Les protestataires osent, parfois et bizarrement, revendiquer des sources de revenus peu réglementaires telles que le droit d’exercer la contrebande sur les frontières. C’est le cas des habitants de Tataouine qui ont observé une grève générale –nous disons bien «une grève générale»- pour forcer le gouvernement à leur ouvrir le point de transit Mach’hed Salah avec la Libye. Tout le monde connaît bien en Tunisie la qualité et la nature du trafic qui existe sur ces points de transit.
La situation s’est dégradée à un stade que de bandes mafieuses (exportateurs non réglementaires, contrebandiers) et d’extrémistes religieux y ont trouvé le terrain idéal pour manœuvrer, imposer leur pouvoir et oser défier l’administration centrale en poussant gouverneurs, délégués, agents de l’ordre et militants de la société civile à quitter leurs fiefs (démission du gouverneur de Kébili, assassinat d’un agent de l’ordre à Sidi Ali Bouhejla…).
De son côté, le gouvernement, malheureusement inexpérimenté et surtout piégé par la non tenue de ses promesses électorales, se contente de se donner en spectacle ce désordre, de pratiquer la règle des deux poids et deux mesures en s’interdisant d’appliquer la loi sur les abus criards des salafistes (profanation du drapeau national, intimidations quotidiennes, appel au meurtre des “mécréants“…) et de faire imputer à la presse la tendance fâcheuse d’hyper-médiatiser et d’amplifier l’insubordination.
Pis, le leadership au pouvoir se délecte à diviser plus qu’à rassembler les Tunisiens.
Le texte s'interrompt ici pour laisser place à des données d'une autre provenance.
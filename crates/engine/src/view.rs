// SPDX-License-Identifier: BUSL-1.1
// Copyright (c) 2026 Alfred Jean LLC

//! Read models returned by the runtime API

use chrono::{DateTime, Utc};
use rota_core::{
    Album, AlbumName, ApplyTarget, Folder, ScheduleConflict, Target, TriggerStatus, Wallpaper,
    WallpaperId,
};
use serde::{Deserialize, Serialize};

/// Result of one rotation attempt
#[derive(Debug, Clone, PartialEq, Eq, Serialize, Deserialize)]
#[serde(tag = "outcome", rename_all = "snake_case")]
pub enum RotationOutcome {
    Applied {
        target: ApplyTarget,
        wallpaper: WallpaperId,
        image: String,
    },
    /// Nothing to show; the schedule stays armed
    Skipped { target: Target, reason: String },
    Failed {
        target: ApplyTarget,
        wallpaper: WallpaperId,
        error: String,
    },
}

#[derive(Debug, Clone, PartialEq, Eq, Serialize, Deserialize)]
pub struct QueueStatus {
    pub target: Target,
    pub album: Option<AlbumName>,
    pub size: usize,
    /// Entries not yet shown this cycle
    pub remaining: usize,
    pub last_drawn: Option<WallpaperId>,
    pub next: Option<WallpaperId>,
}

#[derive(Debug, Clone, PartialEq, Eq, Serialize, Deserialize)]
pub struct RuntimeStatus {
    pub enabled: bool,
    pub synchronized: bool,
    pub triggers: Vec<TriggerStatus>,
    pub queues: Vec<QueueStatus>,
    pub conflicts: Vec<ScheduleConflict>,
    pub wal_entries: usize,
}

#[derive(Debug, Clone, PartialEq, Eq, Serialize, Deserialize)]
pub struct AlbumSummary {
    pub name: AlbumName,
    pub created_at: DateTime<Utc>,
    pub images: usize,
    pub folders: usize,
    pub assigned_to: Vec<Target>,
}

#[derive(Debug, Clone, PartialEq, Eq, Serialize, Deserialize)]
pub struct AlbumDetail {
    pub album: Album,
    pub folders: Vec<Folder>,
    /// Direct and folder images ordered by ordering key
    pub wallpapers: Vec<Wallpaper>,
    pub assigned_to: Vec<Target>,
}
En vertu d’une stratégie bien huilée, les responsables nahdhaouis, relayés par leurs milices sur le terrain, s’emploient à créer des diversions pour pousser les Tunisiens à se préoccuper de sujets improductifs, sans lendemain et parfois provocateurs. Cas de l’appel à la privatisation de la télévision publique ou encore l’invitation dans le pays de prédicateurs promoteurs de projets de sociétés momifiées.
Moralité: les Tunisiens vivent un stress quotidien à cause de ces diversions aux relents électoraux de basse facture.
Les ministres, pour leur part, décrédibilisés par leurs actes et déclarations maladroites, n’osent plus se rendre à l’ouest et au sud du pays pour contacter les indignés et écouter leurs préoccupations. Ce sont plutôt les indignés qui font le déplacement à Tunis pour tenter de se faire entendre.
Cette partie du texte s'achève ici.